Rexy keeps her eyes on the dark beyond the corridor's end while Dacen works to force the door open.


----------



## industrygothica (Jan 15, 2008)

Dacen manages to open the door quickly enough, but not without a fair bit of noise.  Beyond the door is a rectangular room with a recessed antechamber to the side.  Etched into the stone floor is a crude pentagram surrounded by various sinister-looking arcane symbols.  Tall candelabras line the outer portion of the room, but their tallow candles are cold and unlit.

[sblock=Rayel]_Spellcraft: 20+5=25 vs. DC 12_

Most of the symbols are completely fabricated and useless. Those that might have any application whatsoever are poorly crafted and non-functional in their current state, but their intended purpose is clear: to restore life to the unliving.[/sblock]
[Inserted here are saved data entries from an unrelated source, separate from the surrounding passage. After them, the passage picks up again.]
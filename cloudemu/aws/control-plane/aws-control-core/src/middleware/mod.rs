//! The per-request middleware chain (L): request logging, IAM
//! evaluation, chaos injection, and the object engine's virtual-hosted
//! style rewrite. Layered onto a [`crate::Emulator`]'s router via
//! [`apply`], innermost (logging) to outermost (vhost), matching how
//! a real request actually flows: the vhost rewrite runs first so the
//! rest of the chain sees a normalized path.

pub mod chaos;
pub mod iam;
pub mod logging;
pub mod vhost;

use crate::Emulator;
use axum::Router;
use std::sync::Arc;

/// Wraps `router` with the full chain, outermost layer added last so
/// axum's "layers run outside-in" ordering produces: vhost, chaos,
/// iam, logging (closest to the handler).
pub fn apply(router: Router, emulator: Arc<Emulator>) -> Router {
    router
        .layer(axum::middleware::from_fn_with_state(emulator.clone(), logging::log_requests))
        .layer(axum::middleware::from_fn_with_state(emulator.clone(), iam::evaluate_iam))
        .layer(axum::middleware::from_fn_with_state(emulator.clone(), chaos::inject_chaos))
        .layer(axum::middleware::from_fn_with_state(emulator, vhost::rewrite_vhost))
}

#[cfg(test)]
mod tests {
    use crate::gateway;
    use crate::Emulator;
    use aws_data_core::{Config, IamMode};
    use axum::{
        body::Body,
        http::{Request, StatusCode},
    };
    use std::sync::Arc;
    use tower::ServiceExt;

    fn req() -> Request<Body> {
        Request::builder()
            .method("POST")
            .uri("/")
            .header("x-amz-target", "DynamoDB_20120810.ListTables")
            .header("content-type", "application/json")
            .body(Body::from("{}"))
            .unwrap()
    }

    #[tokio::test]
    async fn enforce_mode_denies_without_a_matching_allow_policy() {
        let config = Config { in_memory: true, iam_mode: IamMode::Enforce, ..Config::default() };
        let emulator = Arc::new(Emulator::with_config(config).unwrap());
        let app = gateway::create_router(emulator);

        let resp = app.oneshot(req()).await.unwrap();
        assert_eq!(resp.status(), StatusCode::FORBIDDEN);
    }

    #[tokio::test]
    async fn audit_mode_lets_the_request_through() {
        let config = Config { in_memory: true, iam_mode: IamMode::Audit, ..Config::default() };
        let emulator = Arc::new(Emulator::with_config(config).unwrap());
        let app = gateway::create_router(emulator);

        let resp = app.oneshot(req()).await.unwrap();
        assert_eq!(resp.status(), StatusCode::OK);
    }

    #[tokio::test]
    async fn chaos_error_rate_of_one_always_injects_a_synthetic_failure() {
        let config = Config { in_memory: true, chaos_error_rate: 1.0, ..Config::default() };
        let emulator = Arc::new(Emulator::with_config(config).unwrap());
        let app = gateway::create_router(emulator);

        let resp = app.oneshot(req()).await.unwrap();
        assert_eq!(resp.status(), StatusCode::SERVICE_UNAVAILABLE);
    }

    #[cfg(feature = "object")]
    #[tokio::test]
    async fn vhost_style_host_header_resolves_to_the_path_style_bucket() {
        let emulator = Arc::new(Emulator::in_memory().unwrap());
        let app = gateway::create_router(emulator);

        let create = Request::builder().method("PUT").uri("/vhost-bucket").body(Body::empty()).unwrap();
        assert_eq!(app.clone().oneshot(create).await.unwrap().status(), StatusCode::OK);

        let list_via_vhost =
            Request::builder().method("GET").uri("/").header("host", "vhost-bucket.localhost").body(Body::empty()).unwrap();
        assert_eq!(app.oneshot(list_via_vhost).await.unwrap().status(), StatusCode::OK);
    }
}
As you go farther into the room you see that the antechamber was obviously a laboratory and study.  On a bench lie various jars, rolled parchments, human skull, a ritualistic dagger, and bottles filled with discolored liquids.  Lying slumped in a chair behind the bench, arms thrown over its face in terror and body twisted in obvious agony, is a skeletal figure.  It's clear he died in a horrible fashion, probably many decades ago.


----------



## PhoenixAsh (Jan 15, 2008)

Dacen steps into the room under the momentum of his shoving at the door. After a look around he looks behind him, "Odd. But it looks safe enough."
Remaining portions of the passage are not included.